Friday, 17 July 2015

Why does it always rain on me?........


As I drove to work this morning, listening to the radio, the DJs (if that’s what they are still called) posed the following question:

“What is more fun/nicer when it is raining?”

Of course I joined in – fresh cut grass after rain, a nice warm fire when it’s raining in winter, not having to get up....
But the more I thought about it, the more it dawned on me that as a nation we focus so much on the weather that we never really actually see it.  By that I mean, we bitch about it –It’s too hot, it’s too wet, it’s too cold etc etc etc, but never just appreciate the fact that we have such diverse weather conditions.

There are areas on this earth that never experience climactic change – where river banks have no water year after year, for hundreds of days per year this is no night, rain when it does come spells disaster and death to many.

As the world lurches towards an uncertain future in terms of global warming and climate change perhaps we should consider the weather we have now and actually enjoy the changeability and variety of plants, animals, sky that this brings.

So to Boogie and Arlene, thanks for making me think and enjoy the 3 inches of rain that fell last night, which has been followed by glorious sunshine, gale force winds and 19 degrees, and that was all before lunch.

K

Tuesday, 7 July 2015

Labels

Second rant in a day - but I am so disheartened I have to write it down.  I will keep this short and brief.

I am a person with a disability, actually a number of disabilities, but first and foremost I am a PERSON.  I am not a label, a disease, and condition, a 'reasonable adjustment', I am me.  So I walk, very badly with a stick, I have depression on top.  Does that make me any less of a person?  Should that mean I am treated differently?  Should employing me give an employer 'brownie points'?

The answer should be NO to all those questions - I naively hoped and believed that society had turned the corner on disability issues, only to be disabused of these ideals by someone's idea of 'helping the disabled'.

I don't want to be helped, treated differently, treated more favourably, than anyone else, I just want a level playing field.

In these days of terror and oppression anything that makes you different makes you a target.  I am not just talking about the terrible things happening in the Middle East, but anywhere that people are made to feel inferior because of who they are, what they think, or how they live.

Today I have a headache so don't want to fight anymore - Tomorrow may be different.  Perhaps tomorrow they will realise that I am JUST a person.

Remembering in the digital age

2015 seems to be the year for remembering the past rather than looking to the future.  As I sit at my desk today it is 10 years since the terrible events of the London Bombings.  When I think about what I was doing then I realise that so much has changed in the last 10 years as to make my own life unrecognizable.

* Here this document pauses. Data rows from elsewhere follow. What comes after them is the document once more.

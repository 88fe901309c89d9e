use rampart_core::{
    Attacker, Command, DamageSource, EffectSpec, EnemyDefinitionId, EnemyId, Event, Fixed, Hit,
    SimConfig, StatusKind, TurretId,
};
use rampart_system_status_effects::StatusEffectsSystem;
use rampart_world::{self as world, query, World};

fn spawn(world: &mut World) -> EnemyId {
    let mut events = Vec::new();
    world::apply(
        world,
        Command::SpawnEnemy {
            definition: EnemyDefinitionId::new(2),
            lane_y: Fixed::from_int(12),
            wave: 1,
            next_spawn_tick: 0,
        },
        &mut events,
    );
    match events.as_slice() {
        [Event::EnemySpawned { enemy, .. }] => *enemy,
        other => panic!("unexpected events {other:?}"),
    }
}

fn tick(world: &mut World, system: &mut StatusEffectsSystem, events: &mut Vec<Event>) {
    let mut commands = Vec::new();
    system.handle(query::tick(world), query::enemies(world), &mut commands);
    for command in commands {
        world::apply(world, command, events);
    }
    world::apply(world, Command::Cleanup, events);
}

#[test]
fn burn_deals_damage_once_per_interval_until_it_expires() {
    let mut world = World::new(1, SimConfig::demo()).expect("valid config");
    let mut system = StatusEffectsSystem::new();
    let enemy = spawn(&mut world);
    let mut events = Vec::new();
    world::apply(
        &mut world,
        Command::Strike {
            attacker: Attacker::Turret(TurretId::new(0)),
            target: enemy,
            hit: Hit {
                effects: vec![EffectSpec::Burn {
                    damage_per_interval: Fixed::from_int(5),
                    duration_ticks: 65,
                }],
                ..Hit::plain(Fixed::ZERO)
            },
        },
        &mut events,
    );

    events.clear();
    for _ in 0..120 {
        tick(&mut world, &mut system, &mut events);
    }

    let burns = events
        .iter()
        .filter(|event| {
            matches!(
                event,
                Event::EnemyDamaged {
                    source: DamageSource::Status(StatusKind::Burn),
                    ..
                }
            )
        })
        .count();
    assert_eq!(burns, 2);

    let survivor = query::live_enemy(&world, enemy).expect("enemy survives");
    assert!(survivor.statuses.is_empty());
    assert_eq!(
        survivor.health.current(),
        survivor.health.max() - Fixed::from_int(10)
    );
}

This time 10 years ago I was sitting on a sun-lounger in the South of France with my father and my 3 children.  My eldest son was supposed to be flying back on his own to Scotland to go to T-in the Park.  As the horror unfolded and we began the awful task of trying to find a friend and workmate who had been caught in the trauma, I realised that I could not, in all good faith, as a mother, let him get on a plane when there was such a high-state of alert.

I was lucky that day, we all were, the digital world allowed us to have the insight into what was going on.  My mobile phone worked overtime - using a network of contacts I was able to talk to a good friend, who worked with the top politicians of the day, and get his advice.  In the end it was the human angle that summed it all up when he said "if it was my child there is no way I would let him get on a flight this week."  Not that I needed this to make my decision but it helped us all to back-up what we already knew.

Without technology, and the global world we now live in, we would not have known about these horrific things until day old newspapers were delivered to the apartment, which would have been too late to stop him going.

In contrast to this awful memory are the much better ones.   I met my husband on the internet, and at 2.30 in the morning my youngest daughter got her amazing exam results, I get to see my grandchildren in the virtual realm every day and keeping in touch with friends around the world is done in an instant.

The digital age we are in is full of potential, for both good and bad - who knows what the future will bring us.  In all this though we should remember the past and learn from it - it would be naive to think that the world should only use the internet for good, but we should at least strive to make the world a better place as we are all now global citizens of a virtual planet.